TDA4AL-Q1: Runtime debug and trace capability

Part Number: TDA4AL-Q1
Other Parts Discussed in Thread: TDA4VL, TDA4AEN-Q1,

Tool/software:

Hi TI Team,

Based on TDA4AL EVK, we have developed a custom hardware design.

This design has a 20 pin JTAG connection. We tried exploring runtime debug and data trace for running processes on the Linux kernel running on A72 cores. We were only able to use DAP with stop and go debug feature available with Lauterbach scripts. This is not feasible for our final application as more parallel processes would be running with even more data. Is there a way to establish on chip trace and debug with any internal buffers??

Is the post trace extraction capability available with this SoC (Similar to MCDS for almost real time variable updates in Lauterbach watch window).

Thanks,

S P Tejas

  • Hello,

    TDA4VL does supports run time collection of core trace and system statistics (with out the needs to stop).  Information can be collected at run time using DAP (over JTAG), via a off-chip trace bus (TPIU), or putting data out over a functional unit.  Lauterbach does fully support former two methods.  Up to 26 parallel data pins can be used to output into their 8GB receiver.  Its common to collect processor core trace (ARM-ETM from M4, R5, A72, and DSP-trace from C7) or system tracers (STM, cptracer-bus-stats, ctset and pmu micro-arch stats).   The TI EVM has a MIPI-60 connector which allows full export of the events at run time. A 20-pin connection ARM typically only carries JTAG (not trace signals) however some MIPI or TI 20 pin adaptors can care up to 4-bits parallel trace.   4 bits is not enough for fast processors, but with filtering it can give some useful information, and it can be OK for system trace.   Trace into internal buffers can be pulled out via DAP but its size might only old a few hundred micro-seconds of CPU trace where streaming to an external receiver can be in the minutes (or if usb3 streaming to a harddrive for a M or R core much more).  If offchip trace is critical for your usage, it would be recommended to use a MIPI-60 connector and use offchip parallel TRC pins in addition to the JTAG signals.

    Regards,
    Richard W.
  • Hi Richard, I have a few follow up questions,

    1) What are all the trace pins required to enable the aforementioned 4-bit parallel trace? if they are to be pulled

    2) Can we pull only some of the Trace pins e.g. TRC_CLK, TRC_CTL, and TRC_DATA0 to TRC_DATA5 in our custom hardware and use the Lauterbach's off chip trace solution with a custom connector and get actionable data? 
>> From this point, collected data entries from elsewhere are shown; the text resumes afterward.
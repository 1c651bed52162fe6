use serde_json::Value;
use std::fmt;
use std::sync::{Arc, Weak};

use crate::action::Action;
use crate::pipeline::DispatchError;

use super::{Listener, Shared, State, SubscriptionId};

/// A weak, clonable capability on a store
///
/// Middlewares receive one when they are bound, and thunks receive one when
/// they are invoked. It exposes the store's dispatch, state reads and writes,
/// without keeping the store alive: once the [`Store`](super::Store) is
/// dropped every call returns [`DispatchError::StoreDropped`].
#[derive(Clone)]
pub struct StoreHandle {
    pub(super) shared: Weak<Shared>,
}

impl StoreHandle {
    fn upgrade(&self) -> Result<Arc<Shared>, DispatchError> {
        self.shared.upgrade().ok_or(DispatchError::StoreDropped)
    }

    /// Dispatch through the full pipeline, starting at the outermost middleware
    pub fn dispatch(&self, action: impl Into<Action>) -> Result<(), DispatchError> {
        // Release the strong reference before entering the pipeline.
        let dispatch = self.upgrade()?.entry()?;
        dispatch.call(action)
    }

    /// Get a copy of the value at a key path
    pub fn get_state<S: AsRef<str>>(&self, path: &[S]) -> Result<Option<Value>, DispatchError> {
        Ok(self.upgrade()?.read(|state| state.get(path).cloned()))
    }

    /// Get a copy of the value at a dotted path
    pub fn get_path(&self, path: &str) -> Result<Option<Value>, DispatchError> {
        Ok(self.upgrade()?.read(|state| state.get_path(path).cloned()))
    }

    /// Query the state with a JSONPath expression
    pub fn query(&self, query: &str) -> Result<Vec<Value>, DispatchError> {
        self.upgrade()?.read(|state| state.query(query))
    }

    /// A copy of the whole state
    pub fn snapshot(&self) -> Result<State, DispatchError> {
        Ok(self.upgrade()?.read(State::clone))
    }

    /// Write a value at a key path, bypassing the reducer
    pub fn set_state<S: AsRef<str>>(
        &self,
        path: &[S],
        value: Value,
    ) -> Result<Option<Value>, DispatchError> {
        self.upgrade()?.write(path, value)
    }

    /// Register a change listener
    pub fn subscribe<F>(&self, listener: F) -> Result<SubscriptionId, DispatchError>
    where
        F: Fn(Option<&str>, &State) + Send + Sync + 'static,
    {
        let listener: Listener = Arc::new(listener);
        Ok(self.upgrade()?.subscribe(listener))
    }

    /// Check whether the store is still alive
    pub fn is_alive(&self) -> bool {
        self.shared.strong_count() > 0
    }
}

impl fmt::Debug for StoreHandle {
    fn fmt(&self, f: &mut fmt::Formatter<'_>) -> fmt::Result {
        f.debug_struct("StoreHandle")
            .field("alive", &self.is_alive())
            .finish()
    }
}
    3) I have heard the black hawk XDS110 on board debugger and XDS560v2 System trace emulator only supports single core debugging at a time, if that is so, then how effectively can we use it to debug/trace a process in TI Linux running on two Cortex-A cores? without missing data when the process switches to a different core other than the one we have attached to.

  • Hello,

    You need JTAG signals for control and standard debug and you need TRC signals (consecutive starting low #) for trace.  If you look at our MIPI-60 example you can use a subset (https://www.ti.com/lit/zip/sprr411).  Your example is correct for up to 6 bits (TRC, TRC_data0-trace5).  If you only wanted 4 it would require TRC_data0-TRC_data3.  the TRC_CTRL is option and is needed for older protocols.

    Yes, if you are using a Lauterbach receiver it can captured any size 1 to X.  As I understand the efficiency of the trace memory storage  usage is better with even sizes 4,8,16...  but odd sizes like 5 are possible if the extra bandwidth helps more then the size.   Not all vendor trace receiver hardware and software is so flexible. You should double check with the tool hardware vendor to ensure what you are doing will work.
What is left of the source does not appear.